Today’s issue is sponsored by Lemonade. (Welcome back, guys!) More from them in a second.

“We have figured out the rules of creating sleek sophistication. We know, more or less, how to get it right. Now, we need a shift in perspective that allows us to move forward. We need a pole right through a horse’s head. We need to enter the third stage of this cycle. It’s time to stop figuring out how to do things the right way, and start getting it wrong.”

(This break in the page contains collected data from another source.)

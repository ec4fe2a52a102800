mod common;

use axum::{
    body::Body,
    http::{header, Method, Request, StatusCode},
};

use common::{Reply, TestApp};

const BOUNDARY: &str = "----interviewer-test-boundary";

async fn upload(
    app: &TestApp,
    token: &str,
    candidate: uuid::Uuid,
    content_type: &str,
    data: &[u8],
) -> Reply {
    let mut body = Vec::new();
    body.extend_from_slice(
        format!(
            "--{BOUNDARY}\r\nContent-Disposition: form-data; name=\"resume\"; filename=\"cv\"\r\n\
             Content-Type: {content_type}\r\n\r\n"
        )
        .as_bytes(),
    );
    body.extend_from_slice(data);
    body.extend_from_slice(format!("\r\n--{BOUNDARY}--\r\n").as_bytes());

    let request = Request::builder()
        .method(Method::PUT)
        .uri(format!("/api/v1/candidates/{candidate}/resume"))
        .header(header::AUTHORIZATION, format!("Bearer {token}"))
        .header(
            header::CONTENT_TYPE,
            format!("multipart/form-data; boundary={BOUNDARY}"),
        )
        .body(Body::from(body))
        .expect("request");
    app.send(request).await
}

#[tokio::test]
async fn resume_upload_and_download_respect_ownership() {
    let app = TestApp::new();
    let acme = app.company("owner@acme.test", "Acme").await;
    let globex = app.company("owner@globex.test", "Globex").await;
    let r1 = app
        .member("r1@acme.test", "RECRUITER", acme.company_id)
        .await;
    let c1 = app.candidate(&r1.token, "c1@mail.test").await;
    let resume_uri = format!("/candidates/{c1}/resume");

    let reply = app.get(&resume_uri, &r1.token).await;
    assert_eq!(reply.status, StatusCode::NOT_FOUND);

    let reply = upload(&app, &r1.token, c1, "image/png", b"\x89PNG").await;
    assert_eq!(reply.status, StatusCode::BAD_REQUEST);
    let reply = upload(&app, &globex.token, c1, "application/pdf", b"%PDF-1.7").await;
    assert_eq!(reply.status, StatusCode::FORBIDDEN);

    let reply = upload(&app, &r1.token, c1, "application/pdf", b"%PDF-1.7").await;
    assert_eq!(reply.status, StatusCode::OK, "{}", reply.body);
    assert_eq!(reply.body["has_resume"], true);
    assert_eq!(reply.body["resume_content_type"], "application/pdf");
    assert!(reply.body.get("resume_key").is_none());

    let reply = app.get(&resume_uri, &acme.token).await;
    assert_eq!(reply.status, StatusCode::FOUND);
    let location = reply.headers[header::LOCATION].to_str().expect("location");
    assert!(location.starts_with(&format!("memory://resumes/{c1}/")));
    assert!(location.contains(".pdf"));

    let reply = app.get(&resume_uri, &globex.token).await;
    assert_eq!(reply.status, StatusCode::NOT_FOUND);
}
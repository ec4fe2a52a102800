use axum::http::Method;

use super::{Owner, Principal, Role, Scope};
use crate::error::ApiError;

#[derive(Debug, Clone, Copy, PartialEq, Eq)]
pub enum Action {
    Read,
    Write,
}

impl Action {
    /// Safe methods read, everything else writes.
    pub fn from_method(method: &Method) -> Self {
        if *method == Method::GET || *method == Method::HEAD || *method == Method::OPTIONS {
            Action::Read
        } else {
            Action::Write
        }
    }
}

/// Object-level gate for a single record.
pub fn allows(principal: &Principal, action: Action, owner: Option<Owner>) -> bool {
    let scope = Scope::for_principal(principal);
    match action {
        Action::Read => scope.permits(owner),
        Action::Write => match principal.role {
            Role::Admin => true,
            Role::Company | Role::HiringAgency | Role::Recruiter => scope.permits(owner),
            Role::Candidate => false,
        },
    }
}

/// [`allows`], translated into a rejection.
///
/// Denied reads answer 404 so that records outside the caller's scope are
/// indistinguishable from missing ones. Denied writes answer 403.
pub fn ensure(
    principal: &Principal,
    action: Action,
    owner: Option<Owner>,
    what: &'static str,
) -> Result<(), ApiError> {
    if allows(principal, action, owner) {
        return Ok(());
    }
    tracing::warn!(
        user_id = %principal.user_id,
        role = %principal.role,
        ?action,
        what,
        "access denied"
    );
    match action {
        Action::Read => Err(ApiError::NotFound(what)),
        Action::Write => Err(ApiError::Forbidden),
    }
}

— Scott Dadich, a former editor-in-chief of Wired and the founder of the design firm Godfrey Dadich Partners, discussing the importance of rule-breaking and “doing the wrong thing” when it comes to design. Dadich lays out his point as a three-step cycle: First, focused on inventing and improving rules, then turning those rules into laws, and then starting again after someone takes a different route. Once the parameters are set, they must be broken, essentially. (In case you’re wondering, the reference to the pole through the horse’s head reflects Edgar Degas’ Jockeys Before the Race, a painting that intentionally had a wrong element in it—a pole in the foreground, in front of a horse, in an effort to try something new.)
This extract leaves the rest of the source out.